For some way the bed of the cave ran upwards, then dipped at a gentle slope deep into the mountain. The air was cold, yet warm after the frozen air without. The rose-red light shone warm on the walls and floor of that passage, but none might say whence it shone. Strange sculptures glimmered overhead, bull-headed men, stags with human faces, mammoths, and behemoths of the flood: vast forms and uncertain carved in the living rock. For hours Juss and his companions pursued their way, winding downward, losing all sense of north and south. Little by little the light faded, and after an hour or two they went in darkness: yet not in utter darkness, but as of a starless night in summer where all night long twilight lingers. They went a soft pace, for fear of pitfalls in the way.

After a while Juss halted and sniffed the air. “I smell new-mown hay,” he said, “and flower-scents. Is this my fantasy, or canst thou smell them too?”

“Ay, and have smelt it this half-hour past,” answered Brandoch Daha; “also the passage wideneth before us, and the roof of it goeth higher as we journey.”

“This,” said Juss, “is a great wonder.”

They fared onward, and in a while the slope slackened, and they felt loose stones and grit beneath their feet, and in a while soft earth. They bent down and touched the earth, and there was grass growing, and night-dew on the grass, and daisies folded up asleep. A brook tinkled on the right. So they crossed that meadow in the dark, until they stood below a shadowy mass that bulked big above them. In a blind wall so high the top was swallowed up in the darkness a gate stood open. They crossed that threshold and passed through a paved court that clanked under their tread. Before them a flight of steps went up to folding doors under an archway.

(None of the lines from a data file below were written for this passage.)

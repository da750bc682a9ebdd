//! In-memory staging area: table → primary key → pending [`Operation`].
//!
//! Tables and keys keep their first-staged order so the flushed SQL is
//! deterministic. The area is only cleared after a successful commit.

use std::collections::BTreeMap;

use indexmap::IndexMap;
use tracing::trace;

use crate::error::SinkError;
use crate::operation::Operation;
use crate::types::OperationKind;

#[derive(Debug, Default)]
pub struct StagingArea {
    entries: IndexMap<String, IndexMap<String, Operation>>,
    pending: usize,
    /// Sequence giving each key-less insert its own slot.
    keyless_rows: u64,
}

impl StagingArea {
    pub fn new() -> Self {
        Self::default()
    }

    /// Number of staged entries across all tables.
    pub fn len(&self) -> usize {
        self.pending
    }

    pub fn is_empty(&self) -> bool {
        self.pending == 0
    }

    /// Iterate tables (in staging order) with their operations.
    pub fn tables(&self) -> impl Iterator<Item = (&str, &IndexMap<String, Operation>)> {
        self.entries.iter().map(|(name, ops)| (name.as_str(), ops))
    }

    /// Iterate every operation in flush order.
    pub fn operations(&self) -> impl Iterator<Item = &Operation> {
        self.entries.values().flat_map(|ops| ops.values())
    }

    pub fn get(&self, table: &str, key_json: &str) -> Option<&Operation> {
        self.entries.get(table).and_then(|ops| ops.get(key_json))
    }

    /// Stage an operation according to its kind.
    pub fn stage(&mut self, op: Operation) -> Result<(), SinkError> {
        match op.kind {
            OperationKind::Insert => self.insert(op),
            OperationKind::Update => self.update(op),
            OperationKind::Delete => self.delete(op),
        }
    }

    /// Stage an insert. Fails if anything is already staged for the key.
    /// Rows of tables without a primary key never conflict.
    pub fn insert(&mut self, op: Operation) -> Result<(), SinkError> {
        let key = if op.is_keyless() {
            self.keyless_rows += 1;
            format!("#{}", self.keyless_rows)
        } else {
            op.key_json()
        };
        let table = self.entries.entry(op.table.name.clone()).or_default();
        if let Some(existing) = table.get(&key) {
            return Err(SinkError::Conflict {
                table: op.table.identifier.clone(),
                primary_key: key,
                attempted: OperationKind::Insert,
                existing: existing.kind,
            });
        }
        trace!(op = %op, "staging insert");
        table.insert(key, op);
        self.pending += 1;
        Ok(())
    }

    /// Stage an update, merging it into a staged insert/update for the same key.
    pub fn update(&mut self, op: Operation) -> Result<(), SinkError> {
        let key = op.key_json();
        let table = self.entries.entry(op.table.name.clone()).or_default();
        match table.get_mut(&key) {
            Some(existing) if existing.kind == OperationKind::Delete => Err(SinkError::Conflict {
                table: op.table.identifier.clone(),
                primary_key: key,
                attempted: OperationKind::Update,
                existing: OperationKind::Delete,
            }),
            Some(existing) => {
                trace!(op = %op, "merging update into staged entry");
                existing.merge_update(op.data);
                Ok(())
            }
            None => {
                trace!(op = %op, "staging update");
                table.insert(key, op);
                self.pending += 1;
                Ok(())
            }
        }
    }

    /// Stage a delete. Whatever was staged for the key is replaced.
    pub fn delete(&mut self, op: Operation) -> Result<(), SinkError> {
        let key = op.key_json();
        let table = self.entries.entry(op.table.name.clone()).or_default();
        trace!(op = %op, "staging delete");
        if table.insert(key, op).is_none() {
            self.pending += 1;
        }
        Ok(())
    }

    /// Per-table entry counts, for logging.
    pub fn counts(&self) -> BTreeMap<String, usize> {
        self.entries
            .iter()
            .map(|(name, ops)| (name.clone(), ops.len()))
            .collect()
    }

    pub fn clear(&mut self) {
        self.entries.clear();
        self.pending = 0;
        self.keyless_rows = 0;
    }
}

Lord Brandoch Daha felt Mivarsh pluck him by the sleeve. The little man’s teeth were chattering together in his head for terror. Brandoch Daha smiled and put an arm about him. Juss had his foot on the lowest step.

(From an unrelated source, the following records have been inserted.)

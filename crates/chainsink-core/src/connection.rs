//! Database connection seam.
//!
//! Everything the engine sends is textual SQL; the storage crate provides
//! concrete connections (PostgreSQL via sqlx, ClickHouse over HTTP) and the
//! `testing` module provides a recording one.

use async_trait::async_trait;
use serde::{Deserialize, Serialize};

use crate::cursor::CursorRow;
use crate::error::SinkError;
use crate::schema::TableInfo;

/// A row of the history table, as read back during a revert.
#[derive(Debug, Clone, PartialEq, Eq, Serialize, Deserialize)]
pub struct HistoryRow {
    /// `I`, `U` or `D`.
    pub op: String,
    /// Escaped, schema-qualified table identifier.
    pub table_name: String,
    /// Canonical primary-key JSON.
    pub pk: String,
    /// Row image (JSON) before an update or delete.
    pub prev_value: Option<String>,
    pub block_num: u64,
}

/// A live database connection (or pool).
#[async_trait]
pub trait Connection: Send + Sync {
    /// Driver name used to pick the dialect (`"postgres"`, `"clickhouse"`).
    fn driver(&self) -> &str;

    /// Open a transaction.
    async fn begin(&self) -> Result<Box<dyn Transaction>, SinkError>;

    /// Run one or more statements outside any transaction; returns rows affected.
    async fn execute(&self, sql: &str) -> Result<u64, SinkError>;

    /// Run a `SELECT id, cursor, block_num, block_id ...` query.
    async fn query_cursors(&self, sql: &str) -> Result<Vec<CursorRow>, SinkError>;

    /// Describe every table of `schema`.
    async fn describe_schema(&self, schema: &str) -> Result<Vec<TableInfo>, SinkError>;
}

/// An open transaction. Dropping it without commit discards its work.
#[async_trait]
pub trait Transaction: Send {
    /// Execute one statement; returns rows affected when the driver knows it.
    async fn execute(&mut self, sql: &str) -> Result<u64, SinkError>;

    /// Run a `SELECT op,table_name,pk,prev_value,block_num ...` query.
    async fn query_history(&mut self, sql: &str) -> Result<Vec<HistoryRow>, SinkError>;

    async fn commit(self: Box<Self>) -> Result<(), SinkError>;

    async fn rollback(self: Box<Self>) -> Result<(), SinkError>;
}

In that instant came a sound of music playing, but of what instruments they might not guess. Great thundering chords began it, like trumpets calling to battle, first high, then low, then shuddering down to silence; then that great call again, sounding defiance. Then the keys took new voices, groping in darkness, rising to passionate lament, hovering and dying away on the wind, until nought remained but a roll as of muffled thunder, long, low, quiet, but menacing ill. And now out of the darkness of that induction burst a mighty form, three ponderous blows, as of breakers that plunge and strike on a desolate shore; a pause; those blows again; a grinding pause; a rushing of wings, as of Furies steaming up from the pit; another flight of them dreadful in its deliberation; then a wild rush upward and a swooping again; confusion of hell, raging serpents blazing through night sky. Then on a sudden out of a distant key, a sweet melody, long-drawn and clear, like a blaze of low sunshine piercing the dust-clouds above a battle-field. This was but an interlude to the terror of the great main theme that came in tumultuous strides up again from the deeps, storming to a grand climacteric of fury and passing away into silence. Now came a majestic figure, stately and calm, born of that terror, leading to it again: battlings of these themes in many keys, and at last the great triple blow, thundering in new strength, crushing all joy and sweetness as with a mace of iron, battering the roots of life into a general ruin. But even in the main stride of its outrage and terror, that great power seemed to shrivel. The thunder-blasts crashed weaklier, the harsh blows rattled awry, and the vast frame of conquest and destroying violence sank down panting, tottered and rumbled ingloriously into silence.